■ **Task**
Scan each line of the records for the word "collect" and extract the ones that have it.
----
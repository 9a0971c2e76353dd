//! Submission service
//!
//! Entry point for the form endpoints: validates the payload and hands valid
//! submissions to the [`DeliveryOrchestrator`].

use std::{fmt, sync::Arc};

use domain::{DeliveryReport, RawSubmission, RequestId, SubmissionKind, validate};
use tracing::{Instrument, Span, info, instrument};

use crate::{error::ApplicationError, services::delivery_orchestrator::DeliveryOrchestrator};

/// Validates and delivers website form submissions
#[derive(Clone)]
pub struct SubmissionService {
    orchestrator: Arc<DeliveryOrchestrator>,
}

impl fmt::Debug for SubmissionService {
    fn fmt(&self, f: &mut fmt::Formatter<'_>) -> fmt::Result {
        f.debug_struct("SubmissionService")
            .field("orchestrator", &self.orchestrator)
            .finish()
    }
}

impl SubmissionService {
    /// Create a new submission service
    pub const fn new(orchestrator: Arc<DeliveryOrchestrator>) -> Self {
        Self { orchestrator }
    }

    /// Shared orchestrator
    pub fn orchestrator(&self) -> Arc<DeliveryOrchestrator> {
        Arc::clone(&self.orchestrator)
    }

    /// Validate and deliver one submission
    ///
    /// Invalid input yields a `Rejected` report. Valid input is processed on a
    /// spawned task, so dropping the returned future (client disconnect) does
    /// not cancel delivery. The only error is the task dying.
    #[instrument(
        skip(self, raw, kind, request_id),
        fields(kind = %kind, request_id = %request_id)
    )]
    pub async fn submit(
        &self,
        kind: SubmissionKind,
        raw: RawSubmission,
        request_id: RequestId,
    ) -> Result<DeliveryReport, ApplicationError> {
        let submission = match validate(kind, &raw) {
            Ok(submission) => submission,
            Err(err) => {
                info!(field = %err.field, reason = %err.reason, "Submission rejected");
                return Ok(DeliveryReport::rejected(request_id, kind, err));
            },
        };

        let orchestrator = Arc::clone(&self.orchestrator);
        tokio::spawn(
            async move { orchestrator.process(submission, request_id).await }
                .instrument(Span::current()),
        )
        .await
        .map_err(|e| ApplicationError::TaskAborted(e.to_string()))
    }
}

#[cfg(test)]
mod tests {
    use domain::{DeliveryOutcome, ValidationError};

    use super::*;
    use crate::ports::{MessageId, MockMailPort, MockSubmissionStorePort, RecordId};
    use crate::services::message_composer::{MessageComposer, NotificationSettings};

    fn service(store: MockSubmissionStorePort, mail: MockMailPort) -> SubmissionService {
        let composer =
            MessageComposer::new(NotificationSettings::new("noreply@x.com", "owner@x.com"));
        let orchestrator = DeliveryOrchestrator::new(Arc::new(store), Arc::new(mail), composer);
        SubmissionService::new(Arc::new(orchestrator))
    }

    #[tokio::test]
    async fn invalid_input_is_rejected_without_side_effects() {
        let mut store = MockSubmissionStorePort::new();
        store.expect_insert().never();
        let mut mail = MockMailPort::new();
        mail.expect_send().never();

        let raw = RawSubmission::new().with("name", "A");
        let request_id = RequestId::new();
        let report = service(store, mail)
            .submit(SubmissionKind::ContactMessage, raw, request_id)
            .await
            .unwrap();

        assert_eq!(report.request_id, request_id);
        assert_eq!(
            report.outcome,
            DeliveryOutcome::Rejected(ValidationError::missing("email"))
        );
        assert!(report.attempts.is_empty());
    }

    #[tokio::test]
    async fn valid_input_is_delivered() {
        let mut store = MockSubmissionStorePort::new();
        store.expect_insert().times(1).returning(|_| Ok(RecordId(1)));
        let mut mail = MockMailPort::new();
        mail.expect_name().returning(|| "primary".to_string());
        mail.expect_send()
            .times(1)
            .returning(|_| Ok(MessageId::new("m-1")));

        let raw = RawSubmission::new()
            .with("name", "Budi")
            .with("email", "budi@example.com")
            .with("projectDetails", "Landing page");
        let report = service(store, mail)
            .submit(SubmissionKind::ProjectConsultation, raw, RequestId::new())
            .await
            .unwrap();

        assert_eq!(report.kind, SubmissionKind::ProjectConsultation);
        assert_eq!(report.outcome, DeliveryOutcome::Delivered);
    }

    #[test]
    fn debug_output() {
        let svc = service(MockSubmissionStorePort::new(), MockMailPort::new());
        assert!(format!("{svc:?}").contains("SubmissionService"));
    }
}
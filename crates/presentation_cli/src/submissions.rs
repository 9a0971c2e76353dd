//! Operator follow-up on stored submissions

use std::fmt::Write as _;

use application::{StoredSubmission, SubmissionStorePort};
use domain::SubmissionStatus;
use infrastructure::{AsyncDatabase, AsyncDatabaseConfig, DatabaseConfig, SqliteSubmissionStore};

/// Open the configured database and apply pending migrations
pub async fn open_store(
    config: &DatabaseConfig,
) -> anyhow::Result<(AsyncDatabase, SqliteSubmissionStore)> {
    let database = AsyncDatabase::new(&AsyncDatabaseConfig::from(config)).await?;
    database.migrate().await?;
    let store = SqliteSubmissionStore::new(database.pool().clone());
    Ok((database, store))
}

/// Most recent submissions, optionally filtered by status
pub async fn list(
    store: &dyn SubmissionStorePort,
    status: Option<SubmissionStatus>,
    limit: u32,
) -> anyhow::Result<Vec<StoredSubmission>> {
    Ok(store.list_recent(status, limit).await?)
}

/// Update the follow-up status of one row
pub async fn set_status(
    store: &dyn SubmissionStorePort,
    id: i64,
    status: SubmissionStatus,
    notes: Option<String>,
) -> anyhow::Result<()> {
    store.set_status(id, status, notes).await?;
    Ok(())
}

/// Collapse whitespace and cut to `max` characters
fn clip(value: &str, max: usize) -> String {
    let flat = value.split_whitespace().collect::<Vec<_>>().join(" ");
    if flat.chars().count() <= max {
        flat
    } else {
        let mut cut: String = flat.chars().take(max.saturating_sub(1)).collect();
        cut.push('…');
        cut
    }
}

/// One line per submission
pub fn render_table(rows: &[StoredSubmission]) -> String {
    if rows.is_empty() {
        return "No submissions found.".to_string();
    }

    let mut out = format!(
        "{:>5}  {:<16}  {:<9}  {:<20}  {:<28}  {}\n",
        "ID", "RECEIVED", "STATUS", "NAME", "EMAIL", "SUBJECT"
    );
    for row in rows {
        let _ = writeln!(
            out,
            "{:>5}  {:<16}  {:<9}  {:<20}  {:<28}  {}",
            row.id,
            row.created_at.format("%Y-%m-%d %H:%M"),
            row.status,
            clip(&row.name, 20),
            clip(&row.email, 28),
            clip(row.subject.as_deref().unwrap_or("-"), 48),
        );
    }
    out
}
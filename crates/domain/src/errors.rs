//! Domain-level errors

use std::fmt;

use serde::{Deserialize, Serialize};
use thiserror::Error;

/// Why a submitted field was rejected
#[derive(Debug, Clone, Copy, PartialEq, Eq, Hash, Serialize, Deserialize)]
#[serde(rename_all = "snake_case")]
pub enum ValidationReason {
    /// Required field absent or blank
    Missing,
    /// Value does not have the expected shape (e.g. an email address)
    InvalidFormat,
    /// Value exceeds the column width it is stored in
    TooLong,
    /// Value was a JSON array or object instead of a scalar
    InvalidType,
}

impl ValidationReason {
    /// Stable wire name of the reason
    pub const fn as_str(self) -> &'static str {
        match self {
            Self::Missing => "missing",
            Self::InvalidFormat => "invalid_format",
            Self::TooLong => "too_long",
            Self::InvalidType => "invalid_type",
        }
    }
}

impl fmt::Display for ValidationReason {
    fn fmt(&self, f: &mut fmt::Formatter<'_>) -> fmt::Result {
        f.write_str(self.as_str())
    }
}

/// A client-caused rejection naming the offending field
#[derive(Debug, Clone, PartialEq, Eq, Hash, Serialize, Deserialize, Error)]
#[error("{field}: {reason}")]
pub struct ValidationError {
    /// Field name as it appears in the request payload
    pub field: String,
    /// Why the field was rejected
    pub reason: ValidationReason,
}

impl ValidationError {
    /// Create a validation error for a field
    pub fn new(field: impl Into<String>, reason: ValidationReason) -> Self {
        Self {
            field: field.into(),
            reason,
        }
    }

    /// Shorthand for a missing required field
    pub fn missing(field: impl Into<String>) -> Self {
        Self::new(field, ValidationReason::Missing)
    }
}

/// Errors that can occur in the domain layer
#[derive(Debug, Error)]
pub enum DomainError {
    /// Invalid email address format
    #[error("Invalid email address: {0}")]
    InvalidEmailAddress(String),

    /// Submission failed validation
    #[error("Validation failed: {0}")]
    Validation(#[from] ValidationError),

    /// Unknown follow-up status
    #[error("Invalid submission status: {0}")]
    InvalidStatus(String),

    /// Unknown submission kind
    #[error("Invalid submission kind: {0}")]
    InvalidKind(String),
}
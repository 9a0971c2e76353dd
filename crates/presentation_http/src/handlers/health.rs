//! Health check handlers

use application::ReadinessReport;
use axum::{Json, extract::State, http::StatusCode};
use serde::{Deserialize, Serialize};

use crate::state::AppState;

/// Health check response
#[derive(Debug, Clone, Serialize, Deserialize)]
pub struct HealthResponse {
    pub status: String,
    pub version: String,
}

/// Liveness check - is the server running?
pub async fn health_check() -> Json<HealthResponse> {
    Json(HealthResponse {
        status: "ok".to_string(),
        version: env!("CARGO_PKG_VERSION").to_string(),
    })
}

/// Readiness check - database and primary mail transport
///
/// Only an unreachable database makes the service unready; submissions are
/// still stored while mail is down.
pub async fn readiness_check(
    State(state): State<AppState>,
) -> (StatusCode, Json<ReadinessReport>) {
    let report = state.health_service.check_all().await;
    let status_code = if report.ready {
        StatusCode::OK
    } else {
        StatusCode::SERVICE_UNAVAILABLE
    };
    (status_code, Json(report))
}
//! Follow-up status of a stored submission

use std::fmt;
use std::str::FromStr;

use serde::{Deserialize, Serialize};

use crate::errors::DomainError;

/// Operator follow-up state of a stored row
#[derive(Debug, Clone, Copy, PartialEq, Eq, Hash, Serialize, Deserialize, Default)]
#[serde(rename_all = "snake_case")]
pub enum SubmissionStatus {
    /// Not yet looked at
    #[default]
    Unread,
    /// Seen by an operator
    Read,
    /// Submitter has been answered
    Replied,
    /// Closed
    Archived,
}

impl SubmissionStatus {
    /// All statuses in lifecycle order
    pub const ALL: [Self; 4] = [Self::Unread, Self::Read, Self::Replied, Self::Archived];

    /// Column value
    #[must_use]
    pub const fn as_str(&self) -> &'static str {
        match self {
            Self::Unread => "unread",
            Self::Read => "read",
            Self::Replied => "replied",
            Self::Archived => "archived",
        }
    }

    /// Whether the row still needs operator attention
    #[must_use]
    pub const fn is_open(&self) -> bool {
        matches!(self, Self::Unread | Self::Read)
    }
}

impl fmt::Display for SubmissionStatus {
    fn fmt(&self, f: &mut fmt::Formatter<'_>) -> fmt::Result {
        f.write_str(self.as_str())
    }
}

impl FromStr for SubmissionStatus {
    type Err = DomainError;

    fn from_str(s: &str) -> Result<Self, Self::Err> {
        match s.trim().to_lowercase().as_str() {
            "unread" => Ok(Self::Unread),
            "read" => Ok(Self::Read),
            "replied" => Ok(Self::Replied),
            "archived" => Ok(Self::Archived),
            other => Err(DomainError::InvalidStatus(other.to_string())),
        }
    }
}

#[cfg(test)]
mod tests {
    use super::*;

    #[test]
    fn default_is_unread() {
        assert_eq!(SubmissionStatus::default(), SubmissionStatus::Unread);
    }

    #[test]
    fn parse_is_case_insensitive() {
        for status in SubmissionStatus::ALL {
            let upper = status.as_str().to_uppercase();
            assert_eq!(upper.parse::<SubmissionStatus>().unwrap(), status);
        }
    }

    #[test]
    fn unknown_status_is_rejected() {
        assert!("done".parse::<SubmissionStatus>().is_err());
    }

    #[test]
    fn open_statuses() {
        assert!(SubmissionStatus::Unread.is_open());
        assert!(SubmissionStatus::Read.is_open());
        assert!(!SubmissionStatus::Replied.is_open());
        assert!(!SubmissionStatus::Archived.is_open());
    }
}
----
■ **Answer box**
    let flat = value.split_whitespace().collect::<Vec<_>>().join(" ");
        let mut cut: String = flat.chars().take(max.saturating_sub(1)).collect();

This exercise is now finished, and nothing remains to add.